REQUIREMENT
Go through the data below line by line and count those containing the word "StoreError". Reply with the count only.

Dataset entries
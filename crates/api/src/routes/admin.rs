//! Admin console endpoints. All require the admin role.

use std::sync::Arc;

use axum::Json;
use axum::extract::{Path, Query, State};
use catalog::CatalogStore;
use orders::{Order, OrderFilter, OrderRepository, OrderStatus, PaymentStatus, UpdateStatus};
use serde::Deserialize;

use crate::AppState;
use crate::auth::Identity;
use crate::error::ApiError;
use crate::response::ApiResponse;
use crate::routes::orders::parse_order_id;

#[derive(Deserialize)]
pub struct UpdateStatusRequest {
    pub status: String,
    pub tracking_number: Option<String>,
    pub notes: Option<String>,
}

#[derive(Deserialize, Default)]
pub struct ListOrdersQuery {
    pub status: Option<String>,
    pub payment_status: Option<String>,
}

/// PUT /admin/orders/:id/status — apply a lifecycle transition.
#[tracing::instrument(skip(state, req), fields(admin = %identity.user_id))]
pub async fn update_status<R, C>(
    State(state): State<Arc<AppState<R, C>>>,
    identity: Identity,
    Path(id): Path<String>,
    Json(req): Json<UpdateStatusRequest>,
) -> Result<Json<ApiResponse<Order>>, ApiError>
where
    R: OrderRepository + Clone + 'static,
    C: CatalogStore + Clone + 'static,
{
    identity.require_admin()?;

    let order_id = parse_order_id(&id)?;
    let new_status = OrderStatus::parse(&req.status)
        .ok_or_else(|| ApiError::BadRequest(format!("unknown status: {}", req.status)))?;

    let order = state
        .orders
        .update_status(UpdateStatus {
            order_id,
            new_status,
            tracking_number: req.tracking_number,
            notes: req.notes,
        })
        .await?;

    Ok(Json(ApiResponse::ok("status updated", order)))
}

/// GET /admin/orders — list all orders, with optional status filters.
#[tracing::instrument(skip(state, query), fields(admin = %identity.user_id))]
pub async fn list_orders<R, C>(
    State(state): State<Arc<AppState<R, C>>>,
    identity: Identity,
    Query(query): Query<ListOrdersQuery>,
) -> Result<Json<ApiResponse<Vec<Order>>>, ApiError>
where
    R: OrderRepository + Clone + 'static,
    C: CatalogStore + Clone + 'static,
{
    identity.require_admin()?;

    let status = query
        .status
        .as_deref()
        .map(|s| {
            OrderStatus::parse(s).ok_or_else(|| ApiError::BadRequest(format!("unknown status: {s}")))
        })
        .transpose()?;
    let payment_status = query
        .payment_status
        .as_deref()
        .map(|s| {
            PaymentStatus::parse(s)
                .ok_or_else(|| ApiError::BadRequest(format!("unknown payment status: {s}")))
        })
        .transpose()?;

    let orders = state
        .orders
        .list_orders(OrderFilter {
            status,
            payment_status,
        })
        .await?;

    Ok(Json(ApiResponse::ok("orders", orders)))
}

--

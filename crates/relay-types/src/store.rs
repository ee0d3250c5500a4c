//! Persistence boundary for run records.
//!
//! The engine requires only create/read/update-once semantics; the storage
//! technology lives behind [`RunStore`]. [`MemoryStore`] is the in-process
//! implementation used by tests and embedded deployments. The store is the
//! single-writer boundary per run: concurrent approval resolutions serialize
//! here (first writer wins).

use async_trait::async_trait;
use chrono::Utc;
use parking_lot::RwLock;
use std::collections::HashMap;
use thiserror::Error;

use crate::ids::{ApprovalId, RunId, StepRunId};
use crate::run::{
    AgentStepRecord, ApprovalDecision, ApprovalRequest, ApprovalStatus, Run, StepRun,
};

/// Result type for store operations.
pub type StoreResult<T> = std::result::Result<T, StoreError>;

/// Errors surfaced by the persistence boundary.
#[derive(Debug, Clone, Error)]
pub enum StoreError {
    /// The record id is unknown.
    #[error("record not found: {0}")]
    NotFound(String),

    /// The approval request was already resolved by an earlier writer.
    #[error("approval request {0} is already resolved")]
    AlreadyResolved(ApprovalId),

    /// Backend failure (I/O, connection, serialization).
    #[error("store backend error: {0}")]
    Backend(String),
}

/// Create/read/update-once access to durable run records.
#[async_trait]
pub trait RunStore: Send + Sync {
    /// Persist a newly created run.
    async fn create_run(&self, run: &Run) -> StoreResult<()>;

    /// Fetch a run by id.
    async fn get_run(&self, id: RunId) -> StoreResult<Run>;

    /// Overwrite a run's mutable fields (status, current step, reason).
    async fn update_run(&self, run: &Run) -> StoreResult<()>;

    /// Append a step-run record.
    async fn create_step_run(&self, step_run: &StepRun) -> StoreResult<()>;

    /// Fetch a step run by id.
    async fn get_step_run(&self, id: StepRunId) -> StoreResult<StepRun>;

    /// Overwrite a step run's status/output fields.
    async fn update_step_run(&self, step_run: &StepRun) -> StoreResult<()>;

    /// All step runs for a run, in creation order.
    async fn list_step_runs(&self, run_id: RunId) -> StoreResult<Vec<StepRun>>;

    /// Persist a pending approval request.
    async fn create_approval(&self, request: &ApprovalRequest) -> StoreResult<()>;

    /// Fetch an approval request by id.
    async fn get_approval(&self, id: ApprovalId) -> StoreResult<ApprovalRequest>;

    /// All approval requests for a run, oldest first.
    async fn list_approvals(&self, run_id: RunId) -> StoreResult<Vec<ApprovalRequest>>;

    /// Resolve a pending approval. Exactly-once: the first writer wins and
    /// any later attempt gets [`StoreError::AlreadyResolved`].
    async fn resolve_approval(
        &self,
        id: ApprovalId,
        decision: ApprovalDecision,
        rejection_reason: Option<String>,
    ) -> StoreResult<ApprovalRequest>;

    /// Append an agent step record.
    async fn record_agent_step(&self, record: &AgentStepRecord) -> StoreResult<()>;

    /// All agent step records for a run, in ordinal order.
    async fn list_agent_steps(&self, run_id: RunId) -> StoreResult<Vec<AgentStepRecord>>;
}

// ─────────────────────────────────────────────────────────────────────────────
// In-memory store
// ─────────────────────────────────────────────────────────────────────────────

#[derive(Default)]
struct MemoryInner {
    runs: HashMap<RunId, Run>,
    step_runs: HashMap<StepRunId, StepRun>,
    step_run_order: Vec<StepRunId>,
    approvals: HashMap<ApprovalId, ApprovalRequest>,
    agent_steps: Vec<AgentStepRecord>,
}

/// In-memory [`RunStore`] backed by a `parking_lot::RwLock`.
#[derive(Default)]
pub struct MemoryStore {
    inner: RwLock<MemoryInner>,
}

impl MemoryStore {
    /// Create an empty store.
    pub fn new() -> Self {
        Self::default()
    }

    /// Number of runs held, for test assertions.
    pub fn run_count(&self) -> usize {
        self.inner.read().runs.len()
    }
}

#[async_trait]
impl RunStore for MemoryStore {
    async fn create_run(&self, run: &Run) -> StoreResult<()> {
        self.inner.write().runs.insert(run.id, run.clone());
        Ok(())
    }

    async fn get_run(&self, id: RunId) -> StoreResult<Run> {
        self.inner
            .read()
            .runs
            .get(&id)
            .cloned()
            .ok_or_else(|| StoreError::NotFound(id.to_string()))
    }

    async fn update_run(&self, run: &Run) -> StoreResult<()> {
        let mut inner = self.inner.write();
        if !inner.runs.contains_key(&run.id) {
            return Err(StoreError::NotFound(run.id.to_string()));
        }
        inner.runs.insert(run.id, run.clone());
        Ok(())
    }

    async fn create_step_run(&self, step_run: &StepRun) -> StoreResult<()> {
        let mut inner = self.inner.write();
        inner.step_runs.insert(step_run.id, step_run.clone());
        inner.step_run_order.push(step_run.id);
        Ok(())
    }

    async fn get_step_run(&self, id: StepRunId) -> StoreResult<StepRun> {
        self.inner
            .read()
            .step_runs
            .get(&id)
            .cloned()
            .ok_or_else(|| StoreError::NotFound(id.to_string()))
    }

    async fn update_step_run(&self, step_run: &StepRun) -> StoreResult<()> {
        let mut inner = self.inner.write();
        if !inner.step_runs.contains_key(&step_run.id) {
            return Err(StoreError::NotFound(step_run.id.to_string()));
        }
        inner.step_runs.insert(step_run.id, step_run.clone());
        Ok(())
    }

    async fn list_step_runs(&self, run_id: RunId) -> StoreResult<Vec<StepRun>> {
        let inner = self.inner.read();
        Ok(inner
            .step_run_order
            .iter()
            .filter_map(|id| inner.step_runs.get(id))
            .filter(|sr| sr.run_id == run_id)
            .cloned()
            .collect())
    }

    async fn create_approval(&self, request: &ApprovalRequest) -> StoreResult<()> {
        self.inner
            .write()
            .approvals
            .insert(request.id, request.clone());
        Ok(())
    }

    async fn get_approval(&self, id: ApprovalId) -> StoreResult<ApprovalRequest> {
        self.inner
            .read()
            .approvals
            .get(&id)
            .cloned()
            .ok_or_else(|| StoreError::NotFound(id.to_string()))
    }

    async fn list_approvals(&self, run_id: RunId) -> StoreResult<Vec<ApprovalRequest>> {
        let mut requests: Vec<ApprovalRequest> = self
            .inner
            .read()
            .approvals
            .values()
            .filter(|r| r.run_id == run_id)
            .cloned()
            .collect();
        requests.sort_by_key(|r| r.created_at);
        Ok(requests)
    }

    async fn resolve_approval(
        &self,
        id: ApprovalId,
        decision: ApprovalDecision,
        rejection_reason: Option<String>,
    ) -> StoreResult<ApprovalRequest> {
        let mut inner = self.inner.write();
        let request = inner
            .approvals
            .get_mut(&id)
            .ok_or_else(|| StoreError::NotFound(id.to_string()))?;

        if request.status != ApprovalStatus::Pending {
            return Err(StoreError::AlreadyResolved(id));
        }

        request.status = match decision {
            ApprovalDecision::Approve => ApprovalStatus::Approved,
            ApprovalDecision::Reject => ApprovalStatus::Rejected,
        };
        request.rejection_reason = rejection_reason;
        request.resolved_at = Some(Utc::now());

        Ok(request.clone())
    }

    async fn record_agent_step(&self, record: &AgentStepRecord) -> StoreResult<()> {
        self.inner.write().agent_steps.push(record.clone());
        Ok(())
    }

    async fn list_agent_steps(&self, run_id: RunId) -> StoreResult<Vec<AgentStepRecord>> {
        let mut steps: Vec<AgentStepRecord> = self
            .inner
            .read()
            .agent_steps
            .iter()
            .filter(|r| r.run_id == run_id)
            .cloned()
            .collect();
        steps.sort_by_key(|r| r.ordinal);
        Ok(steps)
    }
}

COMPLETED EXERCISE
10